Gene prediction in each MAG was performed using Prodigal (v.2.6.3)48 and annotated with Prokka (v.1.12)49. AMRFinderPlus (v.3.10.36; database version: 2022-05-26.1)50 was then utilized with the nucleotide, protein sequence, and GFF files generated by Prokka48 to identify the precise ARGs.

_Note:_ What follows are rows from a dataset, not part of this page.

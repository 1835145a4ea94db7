//! Simulate command - scroll a chart window over a synthetic candle series.
//!
//! Each frame polls the loader the way a renderer would: query the visible
//! window, load on a miss, then move the window back in time by one step.
//! Loads that exceed the optional deadline are cancelled and retried on a
//! later frame.

use std::sync::Arc;
use std::time::{Duration, Instant};

use indicatif::{ProgressBar, ProgressStyle};
use rand::rngs::StdRng;
use rand::{Rng, SeedableRng};
use serde_json::json;
use tokio_util::sync::CancellationToken;
use tracing::{debug, info, warn};

use seriescache::loader::{BoxFuture, FetchError, Fetcher, LoaderStats};
use seriescache::{Candle, DerivedCache, FixedClock, LoaderConfig, Moment, Range, Value, WindowedLoader};

use crate::error::CliError;

/// Arguments for the simulate command.
#[derive(Debug, Clone)]
pub struct SimulateArgs {
    pub resolution: i64,
    pub now: i64,
    pub history: i64,
    pub width: i64,
    pub step: i64,
    pub frames: usize,
    pub latency_ms: u64,
    pub deadline_ms: Option<u64>,
    pub seed: u64,
    pub derived: bool,
    pub json: bool,
}

/// Deterministic candle series starting at `first`.
struct SyntheticSource {
    first: i64,
    seed: u64,
    latency: Duration,
}

impl SyntheticSource {
    fn candle(&self, moment: i64) -> Candle<i64> {
        let mut rng = rng_for(self.seed, moment);
        let base = 100.0 + (moment as f64 / 500.0).sin() * 10.0;
        let open = base + rng.random_range(-1.0..1.0);
        let close = base + rng.random_range(-1.0..1.0);
        let wick = rng.random_range(0.0..0.5);
        Candle {
            moment,
            open,
            high: open.max(close) + wick,
            low: open.min(close) - wick,
            close,
            volume: rng.random_range(10.0..1_000.0),
        }
    }
}

fn rng_for(seed: u64, moment: i64) -> StdRng {
    StdRng::seed_from_u64(seed ^ (moment as u64).wrapping_mul(0x9E37_79B9_7F4A_7C15))
}

impl Fetcher<Candle<i64>> for SyntheticSource {
    fn fetch(
        &self,
        resolution: i64,
        range: Range<i64>,
    ) -> BoxFuture<'_, Result<Vec<Candle<i64>>, FetchError>> {
        let first = range.start().max(self.first).ceil(resolution);
        let items: Vec<Candle<i64>> = if first > range.end() {
            Vec::new()
        } else {
            (first..=range.end())
                .step_by(resolution as usize)
                .map(|m| self.candle(m))
                .collect()
        };

        // Jitter between 0.5x and 1.5x the base latency
        let factor = rng_for(self.seed, range.start()).random_range(0.5..1.5);
        let latency = self.latency.mul_f64(factor);

        Box::pin(async move {
            tokio::time::sleep(latency).await;
            Ok(items)
        })
    }
}

fn candle_mids(candles: &[Candle<i64>]) -> Vec<Value<i64>> {
    candles
        .iter()
        .map(|c| Value::new(c.moment, c.mid()))
        .collect()
}

/// Counters collected over a run.
#[derive(Debug, Default)]
struct Summary {
    frames: usize,
    hits: usize,
    misses: usize,
    incomplete_loads: usize,
    items_drawn: usize,
    derived_items: usize,
    elapsed: Duration,
    stats: LoaderStats,
}

/// Run the simulate command.
pub fn run(args: SimulateArgs, config: LoaderConfig) -> Result<(), CliError> {
    let runtime = tokio::runtime::Builder::new_multi_thread()
        .enable_all()
        .build()
        .map_err(CliError::Runtime)?;

    let summary = runtime.block_on(simulate(&args, config))?;

    if args.json {
        let report = json!({
            "frames": summary.frames,
            "hits": summary.hits,
            "misses": summary.misses,
            "incomplete_loads": summary.incomplete_loads,
            "items_drawn": summary.items_drawn,
            "derived_items": summary.derived_items,
            "elapsed_ms": summary.elapsed.as_millis() as u64,
            "loader": serde_json::to_value(summary.stats)?,
        });
        println!("{}", serde_json::to_string_pretty(&report)?);
    } else {
        print_summary(&summary);
    }
    Ok(())
}

async fn simulate(args: &SimulateArgs, config: LoaderConfig) -> Result<Summary, CliError> {
    let source = Arc::new(SyntheticSource {
        first: args.now.saturating_sub(args.history),
        seed: args.seed,
        latency: Duration::from_millis(args.latency_ms),
    });
    let clock = Arc::new(FixedClock::new(args.now));
    let loader = Arc::new(
        WindowedLoader::new(args.resolution, source, clock, config)
            .map_err(|e| CliError::Config(e.to_string()))?,
    );
    let derived = if args.derived {
        let cache: DerivedCache<Candle<i64>, Value<i64>> =
            DerivedCache::new(Arc::clone(&loader), candle_mids)
                .map_err(|e| CliError::Config(e.to_string()))?;
        Some(cache)
    } else {
        None
    };

    info!(
        frames = args.frames,
        width = args.width,
        step = args.step,
        resolution = args.resolution,
        "Starting simulation"
    );

    let progress = if args.json {
        ProgressBar::hidden()
    } else {
        let bar = ProgressBar::new(args.frames as u64);
        bar.set_style(
            ProgressStyle::with_template("{spinner} [{bar:40}] {pos}/{len} frames {msg}")
                .map_err(|e| CliError::Output(e.to_string()))?
                .progress_chars("=> "),
        );
        bar
    };

    let started = Instant::now();
    let mut summary = Summary::default();
    let mut end = args.now;

    for frame in 0..args.frames {
        let start = end.saturating_sub(args.width);
        let lookup = loader
            .get_items(start, end)
            .map_err(|e| CliError::Simulation(e.to_string()))?;

        if lookup.found {
            summary.hits += 1;
            summary.items_drawn += lookup.items.len();
        } else {
            summary.misses += 1;
            let cancel = CancellationToken::new();
            if let Some(deadline) = args.deadline_ms {
                let timer = cancel.clone();
                tokio::spawn(async move {
                    tokio::time::sleep(Duration::from_millis(deadline)).await;
                    timer.cancel();
                });
            }

            match loader.load_items_with_cancel(start, end, cancel).await {
                Ok(report) => {
                    debug!(frame, fetched = report.fetched.len(), items = report.items, "Frame load");
                }
                Err(e) if e.is_retryable() => {
                    summary.incomplete_loads += 1;
                    warn!(frame, error = %e, "Load did not complete, retrying next frame");
                }
                Err(e) => return Err(CliError::Simulation(e.to_string())),
            }
        }

        if let Some(derived) = &derived {
            let lookup = derived
                .get_items(start, end)
                .map_err(|e| CliError::Simulation(e.to_string()))?;
            summary.derived_items += lookup.items.len();
        }

        summary.frames += 1;
        end = end.saturating_sub(args.step);
        progress.set_message(format!("window ends at {}", end));
        progress.inc(1);
    }

    progress.finish_and_clear();
    summary.elapsed = started.elapsed();
    summary.stats = loader.stats();

    info!(
        hits = summary.hits,
        misses = summary.misses,
        fetches = summary.stats.fetches,
        "Simulation finished"
    );
    Ok(summary)
}

fn print_summary(summary: &Summary) {
    println!("Simulation Summary");
    println!("==================");
    println!();
    println!("Frames:           {}", summary.frames);
    println!("Hits:             {}", summary.hits);
    println!("Misses:           {}", summary.misses);
    println!("Incomplete loads: {}", summary.incomplete_loads);
    println!("Items drawn:      {}", summary.items_drawn);
    if summary.derived_items > 0 {
        println!("Derived items:    {}", summary.derived_items);
    }
    println!("Elapsed:          {:.2?}", summary.elapsed);
    println!();
    println!("Loader");
    println!("  Loads:   {}", summary.stats.loads);
    println!("  Fetches: {}", summary.stats.fetches);
    println!("  Chunks:  {}", summary.stats.chunks);
    println!("  Items:   {}", summary.stats.items);
}

#[cfg(test)]
mod tests {
    use super::*;

    fn args() -> SimulateArgs {
        SimulateArgs {
            resolution: 10,
            now: 10_000,
            history: 2_000,
            width: 200,
            step: 50,
            frames: 60,
            latency_ms: 0,
            deadline_ms: None,
            seed: 7,
            derived: true,
            json: true,
        }
    }

    #[test]
    fn test_synthetic_candles_are_deterministic() {
        let source = SyntheticSource {
            first: 0,
            seed: 42,
            latency: Duration::ZERO,
        };
        let a = source.candle(1_234);
        let b = source.candle(1_234);
        assert_eq!(a, b);
        assert!(a.low <= a.open.min(a.close));
        assert!(a.high >= a.open.max(a.close));
    }

    #[tokio::test]
    async fn test_fetch_stays_on_grid_and_respects_first() {
        let source = SyntheticSource {
            first: 95,
            seed: 1,
            latency: Duration::ZERO,
        };
        let items = source.fetch(10, Range::new(50, 150).unwrap()).await.unwrap();
        let moments: Vec<i64> = items.iter().map(|c| c.moment).collect();
        assert_eq!(moments, vec![100, 110, 120, 130, 140, 150]);

        let none = source.fetch(10, Range::new(0, 80).unwrap()).await.unwrap();
        assert!(none.is_empty());
    }

    #[tokio::test]
    async fn test_simulation_scrolls_past_series_start() {
        let summary = simulate(&args(), LoaderConfig::default()).await.unwrap();

        assert_eq!(summary.frames, 60);
        assert_eq!(summary.hits + summary.misses, 60);
        assert!(summary.hits > summary.misses);
        assert_eq!(summary.incomplete_loads, 0);
        assert!(summary.derived_items > 0);
        // Retention keeps the cache bounded while scrolling 3000 ticks
        assert!(summary.stats.items < 300);
    }
}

Microbial composition analysis and mapped breadth coverage calculation of ARGs

To calculate the relative abundance of each MAG in the sample, all metagenomic reads were mapped back to representative mariculture MAGs using BWA-MEM (v.0.7.17)32. Briefly, all mapped reads for each MAG were quantified in normalized units of reads per kilobase per million mapped reads (RPKM) to adjust for genome size, followed by total sum scaling. The relative abundance table was generated using Bedtools (v.2.25.0)51 supplemented by an in-house script, followed by NMDS analysis conducted using the Vegan (v.2.6.4) package52 in the R environment53. Additionally, to determine the presence of ARGs in each sample, we calculated the mapped breadth coverage of each gene using Bedtools51, encoded in an in-house script. All aforementioned in-house scripts are described in the Code Availability section.

Data Records

The metagenomic raw data are available in the NCBI Sequence Read Archive under BioProject identifier PRJNA111338654, with accession number SRP50883355. Information for the 240 representative MAGs has been deposited under the same BioProject identifier, with accession numbers SAMN4145434856 to SAMN4145458757. Additional detailed information is available in Supplementary Table S3. Fasta files of both representative and non-representative mariculture MAGs are accessible on Figshare, where detailed metadata is available25. Further data, including Prokka annotations and AMRFinder results for MAGs, along with the corresponding phylogenetic tree, can also be found on Figshare25.

Technical Validation

Genome completeness and contamination were assessed using CheckM (v.1.0.11)58 and EukCC45, utilizing a set of ubiquitous and single-copy genes within the phylogenetic lineage of prokaryotic and eukaryotic MAGs. For prokaryotic MAGs, marker genes were analyzed for phylogenetic relatedness using GUNC (v.1.0.1; database version: v.2.0.4)59 to ensure that the MAG catalog comprised only non-chimeric MAGs. The final catalog included genomes that satisfied the MIMAG60 criteria of at least 50% completeness and less than 10% contamination.